:: RECORDED DATA

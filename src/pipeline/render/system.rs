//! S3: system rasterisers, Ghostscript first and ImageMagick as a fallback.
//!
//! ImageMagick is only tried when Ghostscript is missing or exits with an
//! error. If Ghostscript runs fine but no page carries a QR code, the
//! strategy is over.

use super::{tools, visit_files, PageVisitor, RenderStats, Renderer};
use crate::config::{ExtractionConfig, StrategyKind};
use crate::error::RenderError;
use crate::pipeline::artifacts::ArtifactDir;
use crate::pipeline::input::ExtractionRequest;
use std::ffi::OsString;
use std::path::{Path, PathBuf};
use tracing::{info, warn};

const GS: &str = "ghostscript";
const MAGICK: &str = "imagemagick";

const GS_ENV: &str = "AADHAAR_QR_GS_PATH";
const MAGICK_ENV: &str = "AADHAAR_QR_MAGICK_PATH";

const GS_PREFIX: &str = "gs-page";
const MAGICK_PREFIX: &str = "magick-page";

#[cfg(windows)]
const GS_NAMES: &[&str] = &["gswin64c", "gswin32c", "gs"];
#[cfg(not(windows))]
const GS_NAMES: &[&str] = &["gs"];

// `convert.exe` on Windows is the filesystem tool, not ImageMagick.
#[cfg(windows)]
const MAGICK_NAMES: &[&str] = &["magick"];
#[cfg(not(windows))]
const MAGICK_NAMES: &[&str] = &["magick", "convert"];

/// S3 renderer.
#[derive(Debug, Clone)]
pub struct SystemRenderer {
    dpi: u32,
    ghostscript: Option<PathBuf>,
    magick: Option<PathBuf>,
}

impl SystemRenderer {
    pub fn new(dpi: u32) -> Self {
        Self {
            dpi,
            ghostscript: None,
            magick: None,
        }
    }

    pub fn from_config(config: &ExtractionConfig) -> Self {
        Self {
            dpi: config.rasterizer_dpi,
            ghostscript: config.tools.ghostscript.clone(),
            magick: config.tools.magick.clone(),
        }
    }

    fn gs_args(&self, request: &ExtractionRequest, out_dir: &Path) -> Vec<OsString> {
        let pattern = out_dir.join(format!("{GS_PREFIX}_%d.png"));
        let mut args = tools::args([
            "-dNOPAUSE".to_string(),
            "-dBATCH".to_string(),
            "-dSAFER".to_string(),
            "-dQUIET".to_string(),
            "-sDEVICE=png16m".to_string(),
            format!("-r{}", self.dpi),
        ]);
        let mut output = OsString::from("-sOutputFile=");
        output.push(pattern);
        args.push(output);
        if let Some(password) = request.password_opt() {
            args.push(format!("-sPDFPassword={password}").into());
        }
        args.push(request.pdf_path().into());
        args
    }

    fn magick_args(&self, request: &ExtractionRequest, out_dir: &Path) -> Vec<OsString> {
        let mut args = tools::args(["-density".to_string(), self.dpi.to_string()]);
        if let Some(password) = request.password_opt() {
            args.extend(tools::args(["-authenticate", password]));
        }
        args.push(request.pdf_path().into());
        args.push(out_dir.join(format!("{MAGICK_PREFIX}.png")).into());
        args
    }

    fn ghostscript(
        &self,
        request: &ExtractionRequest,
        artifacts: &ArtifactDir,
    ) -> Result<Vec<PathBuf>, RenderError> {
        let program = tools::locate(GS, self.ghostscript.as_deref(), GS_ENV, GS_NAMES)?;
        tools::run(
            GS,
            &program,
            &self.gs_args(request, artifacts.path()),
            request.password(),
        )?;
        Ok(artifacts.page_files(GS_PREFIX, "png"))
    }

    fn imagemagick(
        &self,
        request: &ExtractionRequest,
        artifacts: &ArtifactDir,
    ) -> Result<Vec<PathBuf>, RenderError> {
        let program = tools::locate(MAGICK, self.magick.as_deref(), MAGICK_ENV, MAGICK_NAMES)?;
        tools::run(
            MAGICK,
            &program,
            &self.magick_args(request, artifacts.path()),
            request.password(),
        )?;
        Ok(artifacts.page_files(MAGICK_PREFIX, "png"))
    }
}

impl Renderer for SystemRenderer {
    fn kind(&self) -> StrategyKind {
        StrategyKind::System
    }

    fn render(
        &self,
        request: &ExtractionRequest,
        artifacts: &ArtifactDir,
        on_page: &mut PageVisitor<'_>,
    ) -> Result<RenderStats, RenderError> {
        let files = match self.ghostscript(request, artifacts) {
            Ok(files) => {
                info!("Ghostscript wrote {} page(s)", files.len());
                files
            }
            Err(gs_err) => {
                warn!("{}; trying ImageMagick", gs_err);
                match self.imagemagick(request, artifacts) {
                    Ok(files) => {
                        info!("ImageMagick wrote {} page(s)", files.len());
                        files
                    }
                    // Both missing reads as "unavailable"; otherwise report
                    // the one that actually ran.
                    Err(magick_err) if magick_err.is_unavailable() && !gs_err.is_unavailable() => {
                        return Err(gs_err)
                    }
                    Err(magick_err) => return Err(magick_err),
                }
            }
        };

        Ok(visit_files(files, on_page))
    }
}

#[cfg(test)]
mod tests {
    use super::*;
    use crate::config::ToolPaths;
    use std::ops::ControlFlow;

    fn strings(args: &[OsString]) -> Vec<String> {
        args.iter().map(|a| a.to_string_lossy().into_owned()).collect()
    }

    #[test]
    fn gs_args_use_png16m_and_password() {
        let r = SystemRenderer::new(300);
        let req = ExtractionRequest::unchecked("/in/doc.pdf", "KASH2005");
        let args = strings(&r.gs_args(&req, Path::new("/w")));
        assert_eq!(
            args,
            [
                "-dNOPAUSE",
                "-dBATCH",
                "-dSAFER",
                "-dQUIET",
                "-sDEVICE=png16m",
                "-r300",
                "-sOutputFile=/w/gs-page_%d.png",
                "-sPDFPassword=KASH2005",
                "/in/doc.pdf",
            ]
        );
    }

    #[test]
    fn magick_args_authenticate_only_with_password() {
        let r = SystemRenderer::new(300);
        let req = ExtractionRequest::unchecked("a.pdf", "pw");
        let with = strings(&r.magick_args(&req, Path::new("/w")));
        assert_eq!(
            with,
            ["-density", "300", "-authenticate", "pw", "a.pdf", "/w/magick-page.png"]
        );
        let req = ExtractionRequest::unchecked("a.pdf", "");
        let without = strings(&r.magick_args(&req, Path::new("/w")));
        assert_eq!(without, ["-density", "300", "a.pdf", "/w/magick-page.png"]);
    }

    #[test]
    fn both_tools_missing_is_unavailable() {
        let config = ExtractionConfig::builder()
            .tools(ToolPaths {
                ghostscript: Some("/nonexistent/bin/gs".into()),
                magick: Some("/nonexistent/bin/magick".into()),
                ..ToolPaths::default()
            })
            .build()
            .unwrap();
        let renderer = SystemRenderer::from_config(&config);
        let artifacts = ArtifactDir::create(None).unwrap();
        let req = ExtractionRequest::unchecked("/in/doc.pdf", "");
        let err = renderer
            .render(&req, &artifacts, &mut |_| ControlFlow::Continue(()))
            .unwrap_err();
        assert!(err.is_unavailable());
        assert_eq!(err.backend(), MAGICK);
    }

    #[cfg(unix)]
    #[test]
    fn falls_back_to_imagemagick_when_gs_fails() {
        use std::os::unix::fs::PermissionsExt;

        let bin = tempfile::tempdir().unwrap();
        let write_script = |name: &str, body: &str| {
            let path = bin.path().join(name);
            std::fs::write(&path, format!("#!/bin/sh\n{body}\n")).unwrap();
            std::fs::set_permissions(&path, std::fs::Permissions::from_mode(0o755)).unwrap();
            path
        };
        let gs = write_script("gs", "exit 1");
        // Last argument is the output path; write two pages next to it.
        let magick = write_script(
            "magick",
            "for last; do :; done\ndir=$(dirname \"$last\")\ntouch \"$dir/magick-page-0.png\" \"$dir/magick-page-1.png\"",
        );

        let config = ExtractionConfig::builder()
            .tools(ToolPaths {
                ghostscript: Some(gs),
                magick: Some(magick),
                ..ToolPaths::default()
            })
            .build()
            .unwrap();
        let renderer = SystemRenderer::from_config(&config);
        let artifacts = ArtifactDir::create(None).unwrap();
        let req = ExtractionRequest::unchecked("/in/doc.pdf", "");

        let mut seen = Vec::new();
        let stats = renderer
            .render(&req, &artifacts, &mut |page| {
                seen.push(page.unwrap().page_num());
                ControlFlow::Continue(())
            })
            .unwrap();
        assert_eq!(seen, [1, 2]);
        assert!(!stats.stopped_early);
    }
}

::::

**WORK REQUIRED**
Beginning at the top of the data, extract each line through the line containing "use crate::pipeline::artifacts::ArtifactDir;" and return those lines exactly, with nothing added.

**SOLUTION TO THE PROBLEM**
filename src/pipeline/render/system.rs
//! S3: system rasterisers, Ghostscript first and ImageMagick as a fallback.
//!
//! ImageMagick is only tried when Ghostscript is missing or exits with an
//! error. If Ghostscript runs fine but no page carries a QR code, the
//! strategy is over.

use super::{tools, visit_files, PageVisitor, RenderStats, Renderer};
use crate::config::{ExtractionConfig, StrategyKind};
use crate::error::RenderError;
use crate::pipeline::artifacts::ArtifactDir;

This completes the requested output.